[Exercise materials — start]

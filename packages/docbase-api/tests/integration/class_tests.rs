use serde_json::{json, Value};

use super::helpers::{app, where_param, Caller};

#[tokio::test]
async fn test_create_get_update_delete_cycle() {
    let app = app().await;

    let created = app
        .post("/classes/Game", Caller::Public, json!({"name": "chess", "score": 10}))
        .await;
    assert_eq!(created.status, 201);
    let object_id = created.body["objectId"].as_str().unwrap().to_string();
    assert_eq!(object_id.len(), 10);
    assert!(created.body["createdAt"].is_string());
    assert_eq!(created.location.as_deref(), Some(format!("/classes/Game/{}", object_id).as_str()));

    let fetched = app.get(&format!("/classes/Game/{}", object_id), Caller::Public).await;
    assert_eq!(fetched.status, 200);
    assert_eq!(fetched.body["name"], "chess");
    assert_eq!(fetched.body["score"], 10);

    let updated = app
        .put(
            &format!("/classes/Game/{}", object_id),
            Caller::Public,
            json!({"score": {"__op": "Increment", "amount": 5}}),
        )
        .await;
    assert_eq!(updated.status, 200);
    assert!(updated.body["updatedAt"].is_string());
    assert_eq!(updated.body["score"], 15);

    let deleted = app.delete(&format!("/classes/Game/{}", object_id), Caller::Public).await;
    assert_eq!(deleted.status, 200);
    assert_eq!(deleted.body, json!({}));

    let missing = app.get(&format!("/classes/Game/{}", object_id), Caller::Public).await;
    assert_eq!(missing.status, 404);
    assert_eq!(missing.body["code"], 101);
}

#[tokio::test]
async fn test_find_with_where_order_limit_and_count() {
    let app = app().await;
    for (name, score) in [("a", 1), ("b", 5), ("c", 9), ("d", 3)] {
        let response = app
            .post("/classes/Game", Caller::Public, json!({"name": name, "score": score}))
            .await;
        assert_eq!(response.status, 201);
    }

    let uri = format!(
        "/classes/Game?where={}&order=-score&limit=2&count=1&keys=name",
        where_param(json!({"score": {"$gte": 3}}))
    );
    let found = app.get(&uri, Caller::Public).await;
    assert_eq!(found.status, 200);
    let names: Vec<&str> = found.body["results"]
        .as_array()
        .unwrap()
        .iter()
        .map(|o| o["name"].as_str().unwrap())
        .collect();
    assert_eq!(names, vec!["c", "b"]);
    assert_eq!(found.body["count"], 3);
    assert!(found.body["results"][0].get("score").is_none());

    let only_count = app.get("/classes/Game?limit=0&count=1", Caller::Public).await;
    assert_eq!(only_count.body["results"], json!([]));
    assert_eq!(only_count.body["count"], 4);
}

#[tokio::test]
async fn test_acl_hides_objects_from_other_users() {
    let app = app().await;
    app.sign_up("alice", "r:alice").await;
    app.sign_up("bob", "r:bob").await;

    let created = app
        .post(
            "/classes/Note",
            Caller::Session("r:alice"),
            json!({"text": "private", "ACL": {"alice": {"read": true, "write": true}}}),
        )
        .await;
    assert_eq!(created.status, 201);
    let uri = format!("/classes/Note/{}", created.body["objectId"].as_str().unwrap());

    assert_eq!(app.get(&uri, Caller::Session("r:alice")).await.status, 200);
    assert_eq!(app.get(&uri, Caller::Session("r:bob")).await.status, 404);
    assert_eq!(app.get(&uri, Caller::Public).await.status, 404);
    assert_eq!(app.get(&uri, Caller::Master).await.status, 200);

    let listed = app.get("/classes/Note", Caller::Session("r:bob")).await;
    assert_eq!(listed.body["results"], json!([]));

    let denied = app.put(&uri, Caller::Session("r:bob"), json!({"text": "mine"})).await;
    assert_eq!(denied.status, 404);
    assert_eq!(denied.body["code"], 101);
}

#[tokio::test]
async fn test_writes_publish_change_events_for_watched_classes() {
    let app = app().await;
    let mut events = app.after_save_events();

    let created = app.post("/classes/Game", Caller::Public, json!({"score": 1})).await;
    let object_id = created.body["objectId"].as_str().unwrap().to_string();
    let event: Value = serde_json::from_str(&events.recv().await.unwrap()).unwrap();
    assert_eq!(event["currentParseObject"]["objectId"], object_id.as_str());
    assert_eq!(event["currentParseObject"]["className"], "Game");
    assert!(event.get("originalParseObject").map_or(true, Value::is_null));

    app.put(&format!("/classes/Game/{}", object_id), Caller::Public, json!({"score": 2}))
        .await;
    let event: Value = serde_json::from_str(&events.recv().await.unwrap()).unwrap();
    assert_eq!(event["currentParseObject"]["score"], 2);
    assert_eq!(event["originalParseObject"]["score"], 1);

    // Unwatched classes publish nothing.
    app.post("/classes/Other", Caller::Public, json!({"score": 1})).await;
    assert!(events.try_recv().is_err());
}

#[tokio::test]
async fn test_invalid_requests() {
    let app = app().await;

    let bad_json = app
        .send(
            hyper::Request::builder()
                .method("POST")
                .uri("/classes/Game")
                .header("x-parse-application-id", super::helpers::APP_ID)
                .body(http_body_util::Full::new(hyper::body::Bytes::from_static(b"{nope")))
                .unwrap(),
        )
        .await;
    assert_eq!(bad_json.status, 400);
    assert_eq!(bad_json.body["code"], 107);

    let bad_where = app.get("/classes/Game?where=%5B%5D", Caller::Public).await;
    assert_eq!(bad_where.status, 400);
    assert_eq!(bad_where.body["code"], 102);

    let wrong_type = {
        app.post("/classes/Game", Caller::Public, json!({"score": 1})).await;
        app.post("/classes/Game", Caller::Public, json!({"score": "high"})).await
    };
    assert_eq!(wrong_type.status, 400);
    assert_eq!(wrong_type.body["code"], 111);
}
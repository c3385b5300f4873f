//! Object ACLs and their storage encoding.
//!
//! At the API boundary an ACL is a map `{subject: {read, write}}` where a
//! subject is a user id, `role:<name>` or `*`. Storage keeps two flat
//! permission lists, `_rperm` and `_wperm`.

use std::collections::BTreeMap;

use serde::{Deserialize, Serialize};
use serde_json::Value;

use crate::error::{DbError, ErrorCode};
use crate::Document;

/// Subject granting access to everyone.
pub const PUBLIC: &str = "*";

/// Prefix for role subjects.
pub const ROLE_PREFIX: &str = "role:";

fn is_false(value: &bool) -> bool {
    !*value
}

/// Permissions granted to one subject.
#[derive(Debug, Clone, Copy, Default, PartialEq, Eq, Serialize, Deserialize)]
pub struct AclEntry {
    #[serde(default, skip_serializing_if = "is_false")]
    pub read: bool,
    #[serde(default, skip_serializing_if = "is_false")]
    pub write: bool,
}

/// Per-object access control list.
#[derive(Debug, Clone, Default, PartialEq, Eq, Serialize, Deserialize)]
#[serde(transparent)]
pub struct Acl {
    entries: BTreeMap<String, AclEntry>,
}

impl Acl {
    pub fn new() -> Self {
        Self::default()
    }

    /// Parses a REST-format ACL value.
    pub fn from_value(value: &Value) -> Result<Self, DbError> {
        serde_json::from_value(value.clone())
            .map_err(|e| DbError::new(ErrorCode::InvalidAcl, format!("Invalid ACL: {}", e)))
    }

    /// Builds an ACL back from storage permission lists. Non-string entries are skipped.
    pub fn from_permissions(rperm: &[Value], wperm: &[Value]) -> Self {
        let mut acl = Acl::new();
        for subject in rperm.iter().filter_map(Value::as_str) {
            acl.set_read_access(subject, true);
        }
        for subject in wperm.iter().filter_map(Value::as_str) {
            acl.set_write_access(subject, true);
        }
        acl
    }

    pub fn set_read_access(&mut self, subject: &str, allowed: bool) {
        self.entries.entry(subject.to_string()).or_default().read = allowed;
        self.prune(subject);
    }

    pub fn set_write_access(&mut self, subject: &str, allowed: bool) {
        self.entries.entry(subject.to_string()).or_default().write = allowed;
        self.prune(subject);
    }

    fn prune(&mut self, subject: &str) {
        if self.entries.get(subject) == Some(&AclEntry::default()) {
            self.entries.remove(subject);
        }
    }

    pub fn get_public_read_access(&self) -> bool {
        self.get_read_access(PUBLIC)
    }

    /// Read access for an exact subject. Public access is not implied.
    pub fn get_read_access(&self, subject: &str) -> bool {
        self.entries.get(subject).map(|e| e.read).unwrap_or(false)
    }

    pub fn get_write_access(&self, subject: &str) -> bool {
        self.entries.get(subject).map(|e| e.write).unwrap_or(false)
    }

    pub fn get_role_read_access(&self, role_name: &str) -> bool {
        self.get_read_access(&format!("{}{}", ROLE_PREFIX, role_name))
    }

    /// Returns true if any role subject appears in the ACL.
    pub fn has_role_entries(&self) -> bool {
        self.entries.keys().any(|k| k.starts_with(ROLE_PREFIX))
    }

    /// Returns the `(_rperm, _wperm)` storage lists.
    pub fn to_permissions(&self) -> (Vec<String>, Vec<String>) {
        let mut rperm = Vec::new();
        let mut wperm = Vec::new();
        for (subject, entry) in &self.entries {
            if entry.read {
                rperm.push(subject.clone());
            }
            if entry.write {
                wperm.push(subject.clone());
            }
        }
        (rperm, wperm)
    }

    pub fn to_value(&self) -> Value {
        serde_json::to_value(self).unwrap_or(Value::Object(Default::default()))
    }
}

/// Replaces a REST `ACL` key with `_rperm`/`_wperm` lists.
pub fn transform_object_acl(object: &mut Document) -> Result<(), DbError> {
    let Some(value) = object.remove("ACL") else {
        return Ok(());
    };
    let acl = Acl::from_value(&value)?;
    let (rperm, wperm) = acl.to_permissions();
    object.insert("_rperm".to_string(), Value::from(rperm));
    object.insert("_wperm".to_string(), Value::from(wperm));
    Ok(())
}

/// Replaces `_rperm`/`_wperm` lists with a REST `ACL` key.
pub fn untransform_object_acl(object: &mut Document) {
    if !object.contains_key("_rperm") && !object.contains_key("_wperm") {
        return;
    }
    let rperm = take_list(object, "_rperm");
    let wperm = take_list(object, "_wperm");
    let acl = Acl::from_permissions(&rperm, &wperm);
    object.insert("ACL".to_string(), acl.to_value());
}

fn take_list(object: &mut Document, key: &str) -> Vec<Value> {
    match object.remove(key) {
        Some(Value::Array(items)) => items,
        _ => Vec::new(),
    }
}

/// Reads the ACL of a REST-format object, if it carries one.
pub fn object_acl(object: &Document) -> Option<Acl> {
    object.get("ACL").and_then(|v| Acl::from_value(v).ok())
}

[Exercise materials — finish]

■ Task to complete: Each line above that carries the string "ErrorCode" has to be returned.

■ Solution to this task:
use crate::error::{DbError, ErrorCode};
            .map_err(|e| DbError::new(ErrorCode::InvalidAcl, format!("Invalid ACL: {}", e)))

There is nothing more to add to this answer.